I walked out of the house to the driveway and saw that my left rear tire was flat. An enormous nail had punctured my tire right in the middle of the tread, and the slow leak deflated the tire overnight. To recover from this disaster, I needed to get my vehicle drivable and get to the Discount Tire location near my house so that they could fix the flat. Below is a log of how the recovery plans worked out.
Recovery Plan #1: Call roadside assistance. While waiting on them to change my tire, logon from home and get some work done before going to Discount Tire. I have leased four different brands of vehicles over the past 10 years, and roadside assistance was always included with the lease.
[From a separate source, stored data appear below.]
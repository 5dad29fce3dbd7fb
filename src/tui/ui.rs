use ratatui::{
    layout::{Constraint, Direction, Layout, Rect},
    style::{Color, Modifier, Style},
    text::{Line, Span},
    widgets::canvas::{Canvas, Circle, Line as CanvasLine},
    widgets::{Block, Borders, Cell, Clear, Paragraph, Row, Table, Wrap},
    Frame,
};
use crate::commands::due_text;
use crate::dial::{self, DialMode};
use super::app::{App, DisplayItem, InputMode, ViewMode};

pub fn ui(f: &mut Frame, app: &mut App) {
    let chunks = Layout::default()
        .direction(Direction::Vertical)
        .constraints([
            Constraint::Min(0),    // Table
            Constraint::Length(3)  // Help
        ].as_ref())
        .split(f.area());

    render_tasks(f, app, chunks[0]);

    let help_text = match app.input_mode {
        InputMode::Normal => match app.view_mode {
            ViewMode::Pending => "q: Quit | a: Add | Space: Done | d: Del | v: Next View",
            _ => "q: Quit | Space: Back to Pending | d: Del | v: Next View",
        },
        InputMode::Adding => "Enter: Next Step | Esc: Cancel",
        InputMode::Picking => "←/→: Move | Tab: Hours/Minutes | a/p/Space: AM/PM | Enter: OK | c: Clear | Esc: Cancel",
        InputMode::Confirming => "y: Delete | n: Cancel",
        InputMode::Alert => "Any key: OK",
    };

    let help = Paragraph::new(help_text)
        .style(Style::default().fg(Color::Gray))
        .block(Block::default().borders(Borders::ALL));

    f.render_widget(help, chunks[1]);

    match app.input_mode {
        InputMode::Adding => render_add_prompt(f, app),
        InputMode::Picking => render_picker(f, app),
        InputMode::Confirming => {
            let name = app
                .pending_delete
                .and_then(|id| app.store.get(id))
                .map(|t| t.name.clone())
                .unwrap_or_default();
            render_dialog(f, "Delete Task", &format!("Delete '{}'? This cannot be undone.", name));
        }
        InputMode::Alert => {
            if let Some((title, message)) = &app.alert {
                render_dialog(f, title, message);
            }
        }
        InputMode::Normal => {}
    }
}

fn render_tasks(f: &mut Frame, app: &mut App, area: Rect) {
    let completed_view = app.view_mode != ViewMode::Pending;
    let rows: Vec<Row> = app
        .display_items
        .iter()
        .map(|item| match item {
            DisplayItem::Header(title, count) => Row::new(vec![
                Cell::from(""),
                Cell::from(format!("{} ({})", title, count)),
            ])
            .style(Style::default().fg(Color::Cyan).add_modifier(Modifier::BOLD)),
            DisplayItem::Task(entry) => {
                let t = &entry.task;
                let when = if completed_view {
                    t.completed_at
                        .map(|at| at.with_timezone(&chrono::Local).format("%Y-%m-%d %H:%M").to_string())
                        .unwrap_or_default()
                } else {
                    due_text(t)
                };
                let status = if t.is_completed {
                    "Done"
                } else if entry.is_overdue {
                    "Not completed on time"
                } else {
                    ""
                };
                let style = if t.is_completed {
                    Style::default().fg(Color::DarkGray)
                } else if entry.is_overdue {
                    Style::default().fg(Color::Red)
                } else {
                    Style::default()
                };
                Row::new(vec![
                    Cell::from(t.id.to_string()),
                    Cell::from(format!("  {}", t.name)),
                    Cell::from(when),
                    Cell::from(t.description.clone().unwrap_or_default()),
                    Cell::from(status),
                ]).style(style)
            }
        })
        .collect();

    let widths = [
        Constraint::Length(4),
        Constraint::Min(20),
        Constraint::Length(20),
        Constraint::Min(20),
        Constraint::Length(22),
    ];

    let when_header = if completed_view { "Completed" } else { "Due" };
    let title = format!("Taskday - {}", app.view_mode.title());
    let table = Table::new(rows, widths)
        .header(Row::new(vec!["ID", "Name", when_header, "Description", "Status"])
            .style(Style::default().fg(Color::Cyan).add_modifier(Modifier::BOLD))
            .bottom_margin(1))
        .block(Block::default().borders(Borders::ALL).title(title))
        .row_highlight_style(Style::default().add_modifier(Modifier::BOLD).bg(Color::DarkGray))
        .highlight_symbol(">> ");

    f.render_stateful_widget(table, area, &mut app.state);
}

fn render_add_prompt(f: &mut Frame, app: &App) {
    let area = centered_rect(60, 3, f.area());
    f.render_widget(Clear, area);

    let title = match app.add_state.step {
        0 => "Add Task: Enter Name",
        1 => "Add Task: Enter Description (Optional)",
        2 => "Add Task: Enter Due Date YYYY-MM-DD (Optional)",
        _ => "Add Task",
    };

    let input = Paragraph::new(app.input_buffer.as_str())
        .style(Style::default().fg(Color::Yellow))
        .block(Block::default().borders(Borders::ALL).title(title));

    f.render_widget(input, area);
}

fn render_picker(f: &mut Frame, app: &App) {
    let area = centered_rect(40, 22, f.area());
    f.render_widget(Clear, area);

    let chunks = Layout::default()
        .direction(Direction::Vertical)
        .constraints([Constraint::Length(3), Constraint::Min(0)].as_ref())
        .split(area);

    let picker = &app.picker;
    let active = Style::default().fg(Color::Yellow).add_modifier(Modifier::BOLD);
    let idle = Style::default().fg(Color::Gray);
    let (hour_style, minute_style) = match picker.mode {
        DialMode::Hours => (active, idle),
        DialMode::Minutes => (idle, active),
    };
    let header = Line::from(vec![
        Span::styled(format!("{:02}", picker.time.hour12()), hour_style),
        Span::raw(":"),
        Span::styled(format!("{:02}", picker.time.minute()), minute_style),
        Span::raw("  "),
        Span::styled(picker.time.period().to_string(), active),
    ]);
    f.render_widget(
        Paragraph::new(header).block(Block::default().borders(Borders::ALL).title("Set Time")),
        chunks[0],
    );

    let radius = app.dial_radius;
    let bound = radius + 20.0;
    let marks = dial::dial_marks(picker.mode, radius);
    let (tip_x, tip_y) = dial::polar_offset(dial::hand_angle(picker.mode, &picker.time), radius * 0.75);

    // Canvas y grows upwards, dial offsets grow downwards.
    let canvas = Canvas::default()
        .block(Block::default().borders(Borders::ALL))
        .x_bounds([-bound, bound])
        .y_bounds([-bound, bound])
        .paint(move |ctx| {
            ctx.draw(&Circle { x: 0.0, y: 0.0, radius: radius + 12.0, color: Color::DarkGray });
            ctx.draw(&CanvasLine { x1: 0.0, y1: 0.0, x2: tip_x, y2: -tip_y, color: Color::Yellow });
            for mark in &marks {
                let style = if dial::is_selected(mark, picker.mode, &picker.time) {
                    Style::default().fg(Color::Black).bg(Color::Yellow)
                } else {
                    Style::default().fg(Color::White)
                };
                ctx.print(mark.x - 4.0, -mark.y, Span::styled(mark.label.clone(), style));
            }
        });
    f.render_widget(canvas, chunks[1]);
}

fn render_dialog(f: &mut Frame, title: &str, message: &str) {
    let area = centered_rect(50, 5, f.area());
    f.render_widget(Clear, area);
    let dialog = Paragraph::new(message)
        .wrap(Wrap { trim: true })
        .block(Block::default().borders(Borders::ALL).title(title));
    f.render_widget(dialog, area);
}

fn centered_rect(percent_x: u16, height: u16, r: Rect) -> Rect {
    let height = height.min(r.height);
    let popup_layout = Layout::default()
        .direction(Direction::Vertical)
        .constraints([
            Constraint::Length((r.height - height) / 2),
            Constraint::Length(height),
            Constraint::Length((r.height - height) / 2),
        ].as_ref())
        .split(r);

    Layout::default()
        .direction(Direction::Horizontal)
        .constraints([
            Constraint::Percentage((100 - percent_x) / 2),
            Constraint::Percentage(percent_x),
            Constraint::Percentage((100 - percent_x) / 2),
        ].as_ref())
        .split(popup_layout[1])[1]
}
So I call the 800 number and they tell me I don’t have roadside assistance. (Note to self: read the fine print on the next lease.) Result: FAIL
Recovery Plan #2: Inflate tire with can of Fix-a-Flat. I retrieved the can from my garage, followed the instructions, and when I depressed the button to fill the tire, the can was defective and the contents spewed from the top of the can rather than filling the tire. Result: FAIL
Recovery Plan #3: Use foot operated bicycle pump to inflate tire and drive to Discount Tire. I have actually done this successfully before with slow leaks like this one. It is third in priority because it is harder and more tiring than the first two options. So I go to my garage and look at where the pump is stored. It isn’t there. I scour the garage to find it. It is gone. Result: FAIL
Recovery Plan #4: Change out of office clothes into junky clothes, drag out the jack and spare and change the tire myself. This is number four in priority because it is the biggest hassle. I will spare you all the slapstick comedy of a finance guy jacking up a vehicle and changing the tire (finding the special key for the locking lug nuts was an interesting sub-plot to the whole story), so I’ll summarize and say RESULT: Success!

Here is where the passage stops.